(Beginning of MATERIAL FOR THIS EXERCISE)
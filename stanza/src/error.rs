//! Error types for the stanza library.
//!
//! This module provides the error hierarchy for operations that fail as a
//! whole (building a tree, looking up a node, loading a block), using
//! `thiserror` for ergonomic error handling.
//!
//! Problems found while binding a tree against a schema are *not* reported
//! through this type one by one; they accumulate in
//! [`ConfigErrors`](crate::diagnostics::ConfigErrors) so that a single pass can
//! surface every mistake in a file.

use std::path::PathBuf;

use thiserror::Error;

/// Result type alias for operations that may fail with a stanza error.
///
/// # Examples
///
/// ```
/// use stanza::{Error, Result};
///
/// fn example_operation() -> Result<usize> {
///     Ok(1)
/// }
/// ```
pub type Result<T> = std::result::Result<T, Error>;

/// The main error type for the stanza library.
#[derive(Debug, Error)]
pub enum Error {
    /// The text could not be split into tokens.
    #[error("scan error at {file}:{line}: {message}")]
    Scan {
        /// File the error was found in.
        file: String,
        /// Line number (1-based).
        line: usize,
        /// Description of the failure.
        message: String,
    },

    /// The token stream does not follow the configuration grammar.
    #[error("parse error at {file}:{line}: {message}")]
    Parse {
        /// File the error was found in.
        file: String,
        /// Line number (1-based).
        line: usize,
        /// Description of the failure.
        message: String,
    },

    /// An I/O error occurred while reading a configuration file.
    #[error("I/O error reading {}: {source}", path.display())]
    Io {
        /// The file being read.
        path: PathBuf,
        /// The underlying error.
        #[source]
        source: std::io::Error,
    },

    /// The requested node does not exist in the tree.
    #[error("not found: {what}")]
    NotFound {
        /// Description of what was looked up.
        what: String,
    },

    /// A key/value accessor was used on a node that is not a statement.
    #[error("{name} is not a statement")]
    NotStatement {
        /// Name of the offending node.
        name: String,
    },

    /// A search expression could not be parsed.
    #[error("invalid search expression '{expr}': {reason}")]
    InvalidExpression {
        /// The expression as given.
        expr: String,
        /// Why it was rejected.
        reason: String,
    },

    /// A node handed to the loader is not the block the descriptor expects.
    #[error("looking for block ({expected}), got ({found})")]
    BlockMismatch {
        /// Block name declared by the descriptor.
        expected: String,
        /// Name (or kind) of the node actually supplied.
        found: String,
    },

    /// Loading a block failed; details are in the diagnostic stream.
    #[error("errors found in configuration block {block}: {errors} {summary}")]
    Load {
        /// The block being loaded.
        block: String,
        /// Number of errors recorded during this load.
        errors: usize,
        /// Compact summary of the triggered error categories.
        summary: String,
    },

    /// An option override (environment or builder) is invalid.
    #[error("invalid option '{field}': {message}")]
    Options {
        /// The option that failed validation.
        field: String,
        /// A description of the validation failure.
        message: String,
    },
}

impl Error {
    /// Returns true for failures produced while scanning or parsing input.
    ///
    /// # Examples
    ///
    /// ```
    /// use stanza::Error;
    ///
    /// let err = Error::Parse { file: "a.conf".into(), line: 3, message: "oops".into() };
    /// assert!(err.is_syntax());
    /// ```
    #[must_use]
    pub fn is_syntax(&self) -> bool {
        matches!(self, Self::Scan { .. } | Self::Parse { .. })
    }

    /// Source line the error refers to, when there is one.
    #[must_use]
    pub fn line(&self) -> Option<usize> {
        match self {
            Self::Scan { line, .. } | Self::Parse { line, .. } => Some(*line),
            _ => None,
        }
    }
}
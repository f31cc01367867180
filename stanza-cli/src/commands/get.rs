//! Command to print one node by qualified name.

use crate::error::CliError;
use crate::utils::{load_tree, GlobalOptions};
use clap::Args;
use stanza::{find_by_qualified_name, key_value, NodeKind, TreePrinter};
use std::path::PathBuf;

/// Print one statement or block by qualified name.
#[derive(Args)]
pub struct GetCommand {
    /// Configuration file to read
    #[arg(value_name = "FILE")]
    pub file: PathBuf,

    /// Name path such as `EXPORT::Path` (case-insensitive)
    #[arg(value_name = "NAME")]
    pub name: String,

    /// Also print where the node was defined
    #[arg(long)]
    pub show_location: bool,
}

impl GetCommand {
    pub fn execute(self, global: &GlobalOptions) -> Result<(), CliError> {
        if self.name.trim().is_empty() {
            return Err(CliError::InvalidArguments("Name must not be empty".to_string()));
        }

        let tree = load_tree(global, &self.file)?;
        let node = find_by_qualified_name(&tree, &self.name)?;

        if self.show_location {
            eprintln!("{}", node.location());
        }

        match node.kind() {
            NodeKind::Statement => {
                let (_, value) = key_value(node)?;
                println!("{value}");
            }
            _ => print!("{}", TreePrinter::new().render_node(node)),
        }
        Ok(())
    }
}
(End of MATERIAL FOR THIS EXERCISE)
> [YOUR GOAL] Say how many lines of the listing above include the word "field", giving the number alone.

> [RESULT] 2